The importance of data for modern companies cannot be overstated. Therefore, the second step should examine how a system processes information within the platform. To be able to offer an outstanding customer experience, all products that serve to communicate with customers must be based on a single database. If this “single source of truth” is not given, then it is not a question of a platform but of jumbled tools that create silos. 

However, how systems process information is by no means easy to fathom. Some technology solutions pour all data into a massive pool in the cloud, making it not easy to use the information effectively across different software tools. This can be well explained using the example of a customer relationship management (CRM) system: To meet the requirements of marketing, sales, and customer service, companies need a large amount of data to ensure that all interactions with customers are linked. 

This requires not only customer information but also internal data, for example, which service employee is responsible for the account. Each department will use, process, and label these insights differently based on their needs. Reconciling data discrepancies can be a lengthy and costly process that no real platform will put its users through. Companies should therefore ensure that the software standardizes the customer data and keeps them clean and functional.

A Look At The Ecosystem

An essential feature of a real platform is that it can easily integrate with other third-party applications or custom extensions. These integrations then work seamlessly across all facets of the product. That is, there is not one interface (API) for marketing, another API for sales, and a completely independent API for the content management system for the website. A cohesive platform enables a coherent ecosystem that delivers a better experience for the business, its customers, and third-party vendors building apps and integrations. 

If the technology solution offers a broad ecosystem of supporting tools and services, this can be a good indicator of a robust platform.
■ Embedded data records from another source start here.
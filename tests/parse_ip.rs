use std::net::{Ipv4Addr, Ipv6Addr};
use urlbuf::ip;

#[test]
fn v4_through_host() {
    use urlbuf::{HostType, Url};

    let u = Url::parse("//127.0.0.1").unwrap();
    assert_eq!(u.host_type(), HostType::Ipv4);
    assert_eq!(u.ipv4_address(), Some(Ipv4Addr::LOCALHOST));

    let u = Url::parse("//255.255.255.255:65535").unwrap();
    assert_eq!(u.ipv4_address(), Some(Ipv4Addr::BROADCAST));
    assert_eq!(u.port_number(), Some(65535));
}

#[test]
fn v4_bounds() {
    assert_eq!(
        ip::parse_v4(b"0.0.0.0"),
        Some(Ipv4Addr::new(0, 0, 0, 0))
    );
    assert_eq!(
        ip::parse_v4(b"255.255.255.255"),
        Some(Ipv4Addr::new(255, 255, 255, 255))
    );
    assert_eq!(ip::parse_v4(b"256.1.1.1"), None);
    assert_eq!(ip::parse_v4(b"1.1.1.260"), None);
    // leading zeros are not octal
    assert_eq!(ip::parse_v4(b"192.168.0.010"), None);
    assert_eq!(ip::parse_v4(b"00.0.0.0"), None);
}

#[test]
fn v6_through_host() {
    use urlbuf::{HostType, Url};

    for (s, addr) in [
        ("::1", Ipv6Addr::LOCALHOST),
        ("::", Ipv6Addr::UNSPECIFIED),
        ("2001:db8::7", Ipv6Addr::new(0x2001, 0xdb8, 0, 0, 0, 0, 0, 7)),
        (
            "::ffff:192.0.2.33",
            Ipv6Addr::new(0, 0, 0, 0, 0, 0xffff, 0xc000, 0x221),
        ),
        (
            "1:2:3:4:5:6:7:8",
            Ipv6Addr::new(1, 2, 3, 4, 5, 6, 7, 8),
        ),
    ] {
        let u = Url::parse(&format!("//[{s}]/")).unwrap();
        assert_eq!(u.host_type(), HostType::Ipv6, "{s}");
        assert_eq!(u.ipv6_address(), Some(addr), "{s}");
    }

    for s in [
        "//[:]",
        "//[::00000]",
        "//[1:2:3:4:5:6:7]",
        "//[1:2:3:4:5:6:7:8:9]",
        "//[1::2::3]",
        "//[1:2:3:4::5:6:7:8]",
        "//[::127.0.0.1:]",
    ] {
        assert!(Url::parse(s).is_err(), "{s}");
    }
}

#[test]
fn v6_serialization_round_trip() {
    use urlbuf::Url;

    // the canonical form produced by set_host_ipv6 parses back
    for addr in [
        Ipv6Addr::LOCALHOST,
        Ipv6Addr::UNSPECIFIED,
        Ipv6Addr::new(0x2a02, 0x6b8, 0, 0, 0, 0, 0x11, 0x11),
        Ipv6Addr::new(0, 0, 0x11, 0, 0, 0, 0, 0),
        Ipv6Addr::new(0xfe80, 0, 0, 0, 0xabcd, 0, 0, 1),
    ] {
        let mut u = Url::new();
        u.set_host_ipv6(addr).unwrap();
        let parsed = Url::parse(u.as_str()).unwrap();
        assert_eq!(parsed.ipv6_address(), Some(addr), "{addr}");
    }
}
Many system providers have different partner agreements and cross-selling options. However, a true ecosystem allows users to find and quickly integrate new services they need in an open marketplace rather than going through cumbersome procurement processes with a limited number of partners. A robust partner ecosystem is often a sign of a real platform. A thriving partner marketplace suggests that the platform is running smoothly and has little trouble adding third-party services that users can easily set up and manage.


Executives evaluating comprehensive technology solutions for their business should take their time and thoroughly research different vendors. The three criteria – building blocks, data, and ecosystem – make it easier to evaluate platforms. In addition, use cases from your industry or disruptive companies are helpful.